Whose Misbehaving, You Or The Food


     In the war on excess weight changing our attitudes toward food and our resulting eating behaviors leads to success. If we learn to focus on eating healthy foods, appreciating each bite more, and consuming proper sized portions we will achieve a healthy weight. We need to discipline ourselves.

     Disciplining ourselves –  telling ourselves no when we need to and setting proper limits doesn’t sound very appealing though. So, instead of disciplining ourselves we try to “discipline” the food.

Gwyn Shamblin

     In her book “Weigh Down Diet”, Gwyn Shamblin says this is the reason diet’s don’t work. Instead of making ourselves behave, we try to make the food behave. We remove the sugar, half the fat, replace natural substances with chemicals and fillers. We then have a less satisfying lower calorie option that allows us to eat the same amount for fewer calories with less pleasure. Because it is less satisfying we are not likely to continue to use these foods once our “diet” is over. When we return to the foods we love, the weigh returns to us.

     In addition these “less satisfying” options often leave us unfulfilled and we have a hard time sticking to the plan. We are likely to eat more, add other things, or get frustrated and give up all together.

     Some of the ways that we try to “discipline” our food actually contribute to our weight gain or hamper our weight loss.  For instance, a Perdue University Study suggests that artificial sweeteners actually lead to weight gain. An article at Time.com puts it like this –

     “The new study, say the scientists, offers stronger evidence that how we eat may depend on automatic, conditioned responses to food that are beyond our control.”
     “What they mean is that like Pavlov’s dog, trained to salivate at the sound of a bell, animals are similarly trained to anticipate lots of calories when they taste something sweet — in nature, sweet foods are usually loaded with calories. When an animal eats a saccharin-flavored food with no calories, however — disrupting the sweetness and calorie link — the animal tends to eat more and gain more weight, the new study shows. The study was even able to document at the physiological level that animals given artificial sweeteners responded differently to their food than those eating high-calorie sweetened foods. The sugar-fed rats, for example, showed the expected uptick in core body temperature at mealtime, corresponding to their anticipation of a bolus of calories that they would need to start burning off — a sort of metabolic revving of the energy engines. The saccharin-fed animals, on the other hand, showed no such rise in temperature. “The animals that had the artificial sweetener appear to have a different anticipatory response,” says Susan Swithers, a professor of psychological sciences at Purdue University and a co-author of the study. “They don’t anticipate as many calories arriving.” The net result is a more sluggish metabolism that stores, rather than burns, incoming excess calories.”

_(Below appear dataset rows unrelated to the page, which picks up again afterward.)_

//! Random sources used to pick sublocations during distribution.
//!
//! [`SeededRandom`] produces a reproducible stream from a string seed, so the same seed always
//! yields the same layout. [`AmbientRandom`] adapts any [`rand::RngCore`] for unseeded runs.
//! Both implement [`RandomSource`], which is what the distribution functions consume.
use rand::rngs::ThreadRng;
use rand::RngCore;

const LCG_MULTIPLIER: i64 = 9301;
const LCG_INCREMENT: i64 = 49297;
const LCG_MODULUS: i64 = 233_280;

/// A stream of uniform floats in `[0, 1)`.
pub trait RandomSource {
    /// Returns the next value in `[0, 1)`.
    fn next_unit(&mut self) -> f64;

    /// Draws a uniform index in `[0, len)`. `len` must be non-zero.
    #[inline]
    fn pick_index(&mut self, len: usize) -> usize {
        debug_assert!(len > 0, "pick_index requires a non-empty range");
        let idx = (self.next_unit() * len as f64).floor() as usize;
        idx.min(len.saturating_sub(1))
    }
}

/// Deterministic linear-congruential generator keyed by a string seed.
///
/// The seed's UTF-16 code units are folded into a wrapping 32-bit hash (`hash * 31 + unit`).
/// Each call then advances `hash = (hash * 9301 + 49297) mod 233280` and yields
/// `hash / 233280`. The mapping from seed to sequence is part of the public contract: saved
/// layouts are reproduced from their seed, so it must stay bit-for-bit stable.
#[derive(Debug, Clone, PartialEq, Eq)]
pub struct SeededRandom {
    state: i64,
}

impl SeededRandom {
    pub fn new(seed: &str) -> Self {
        Self {
            state: i64::from(seed_hash(seed)),
        }
    }

    /// Current internal state. Exposed for regression fixtures.
    pub fn state(&self) -> i64 {
        self.state
    }
}

impl RandomSource for SeededRandom {
    #[inline]
    fn next_unit(&mut self) -> f64 {
        // Euclidean remainder keeps negative seed hashes inside [0, modulus).
        self.state = (self.state * LCG_MULTIPLIER + LCG_INCREMENT).rem_euclid(LCG_MODULUS);
        self.state as f64 / LCG_MODULUS as f64
    }
}

/// Folds a seed string into a signed 32-bit hash.
pub fn seed_hash(seed: &str) -> i32 {
    seed.encode_utf16().fold(0i32, |hash, unit| {
        hash.wrapping_shl(5)
            .wrapping_sub(hash)
            .wrapping_add(i32::from(unit))
    })
}

/// Non-deterministic source backed by a [`rand`] generator.
#[derive(Debug, Clone)]
pub struct AmbientRandom<R: RngCore = ThreadRng> {
    rng: R,
}

impl<R: RngCore> AmbientRandom<R> {
    pub fn new(rng: R) -> Self {
        Self { rng }
    }

    pub fn into_inner(self) -> R {
        self.rng
    }
}

impl Default for AmbientRandom<ThreadRng> {
    fn default() -> Self {
        Self::new(rand::rng())
    }
}

impl<R: RngCore> RandomSource for AmbientRandom<R> {
    #[inline]
    fn next_unit(&mut self) -> f64 {
        // 53 high bits give every representable step in [0, 1).
        (self.rng.next_u64() >> 11) as f64 * (1.0 / (1u64 << 53) as f64)
    }
}

/// Seeded source when a non-empty seed is given, thread-local ambient source otherwise.
///
/// An empty seed counts as no seed.
pub fn random_source(seed: Option<&str>) -> Box<dyn RandomSource> {
    match seed {
        Some(seed) if !seed.is_empty() => Box::new(SeededRandom::new(seed)),
        _ => Box::new(AmbientRandom::default()),
    }
}

#[cfg(test)]
mod tests {
    use rand::rngs::StdRng;
    use rand::SeedableRng;

    use super::*;

    struct FixedRng {
        value: u64,
    }

    impl RngCore for FixedRng {
        fn next_u32(&mut self) -> u32 {
            self.value as u32
        }

        fn next_u64(&mut self) -> u64 {
            self.value
        }

        fn fill_bytes(&mut self, dest: &mut [u8]) {
            let bytes = self.value.to_le_bytes();
            for (i, b) in dest.iter_mut().enumerate() {
                *b = bytes[i % 8];
            }
        }
    }

    fn states(seed: &str, n: usize) -> Vec<i64> {
        let mut rng = SeededRandom::new(seed);
        (0..n)
            .map(|_| {
                rng.next_unit();
                rng.state()
            })
            .collect()
    }

    #[test]
    fn seed_hash_matches_known_values() {
        assert_eq!(seed_hash(""), 0);
        assert_eq!(seed_hash("a"), 97);
        assert_eq!(seed_hash("abc"), 96354);
        assert_eq!(seed_hash("player123_visit1"), 442_029_204);
        assert_eq!(seed_hash("undead_asylum_layout"), -596_701_366);
    }

    #[test]
    fn sequence_is_stable_for_fixture_seeds() {
        assert_eq!(
            states("a", 6),
            vec![18374, 184911, 166348, 139085, 141282, 46939]
        );
        assert_eq!(
            states("player123_visit1", 6),
            vec![19381, 219818, 110595, 161872, 31649, 17286]
        );
    }

    #[test]
    fn negative_seed_hash_still_yields_unit_values() {
        assert_eq!(states("undead_asylum_layout", 3), vec![101091, 178288, 151745]);

        let mut rng = SeededRandom::new("undead_asylum_layout");
        for _ in 0..1000 {
            let v = rng.next_unit();
            assert!((0.0..1.0).contains(&v), "value {v} out of range");
        }
    }

    #[test]
    fn identical_seeds_produce_identical_streams() {
        let mut a = SeededRandom::new("seedA");
        let mut b = SeededRandom::new("seedA");
        for _ in 0..256 {
            assert_eq!(a.next_unit().to_bits(), b.next_unit().to_bits());
        }

        assert_ne!(states("seedA", 8), states("seedB", 8));
    }

    #[test]
    fn pick_index_stays_in_range() {
        let mut rng = SeededRandom::new("range");
        for len in 1..16 {
            for _ in 0..64 {
                assert!(rng.pick_index(len) < len);
            }
        }

        let mut max = AmbientRandom::new(FixedRng { value: u64::MAX });
        assert_eq!(max.pick_index(4), 3);
        let mut zero = AmbientRandom::new(FixedRng { value: 0 });
        assert_eq!(zero.pick_index(4), 0);
    }

    #[test]
    fn ambient_values_in_unit_range() {
        for value in [0, 1, 1 << 11, u64::MAX / 2, u64::MAX - 1, u64::MAX] {
            let mut rng = AmbientRandom::new(FixedRng { value });
            let v = rng.next_unit();
            assert!((0.0..1.0).contains(&v), "next_unit({value}) = {v}");
        }
    }

    #[test]
    fn ambient_is_deterministic_for_seeded_std_rng() {
        let mut a = AmbientRandom::new(StdRng::seed_from_u64(42));
        let mut b = AmbientRandom::new(StdRng::seed_from_u64(42));
        let xs: Vec<usize> = (0..32).map(|_| a.pick_index(7)).collect();
        let ys: Vec<usize> = (0..32).map(|_| b.pick_index(7)).collect();
        assert_eq!(xs, ys);
    }

    #[test]
    fn random_source_uses_seed_when_given() {
        let mut boxed = random_source(Some("a"));
        let mut direct = SeededRandom::new("a");
        assert_eq!(boxed.next_unit(), direct.next_unit());

        let mut ambient = random_source(None);
        assert!((0.0..1.0).contains(&ambient.next_unit()));
    }

    #[test]
    fn empty_seed_is_treated_as_unseeded() {
        let draw = |seed: Option<&str>| -> Vec<u64> {
            let mut rng = random_source(seed);
            (0..16).map(|_| rng.next_unit().to_bits()).collect()
        };
        assert_ne!(draw(Some("")), draw(Some("")));
        assert_eq!(draw(Some("a")), draw(Some("a")));
    }
}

     Last week in our Facebook Slimdown With Sandee Support Group, my friend Joyce brought up the topic of artificial sweeteners and many of our ladies who have already seen weight loss success seconded these sentiments. Keep the sugar, the real butter, the full-fat mayonnaise. Account for them in your plan and keep the portions appropriate. A pat of butter isn’t a bad thing. A little mayo on my sandwich at lunch won’t wreck my calorie count or my fat intake.

     I’m not a purist in my approach. I admit to needing to discipline myself in a way most “dieters” would think backward. I am an artificial sweetener addict working  to overcome. As for full fat vs. low-fat or fat-free, it depends on how the product tastes to me. If I can take in fewer calories and fat grams and receive just as much pleasure, far be it for me to waste a calorie. However, if I feel deprived eating the “light” version, its full fat for me – in a small quantity.   

     I encourage you to enjoy real foods. God created your body and he created natural foods as fuel for it. Your body is smart. It’s looking for the real thing. Use the fuel the “manufacturer” intended and give thanks for each bite. Enjoy slowly. Eat only enough to be full. That sounds like behaving to me.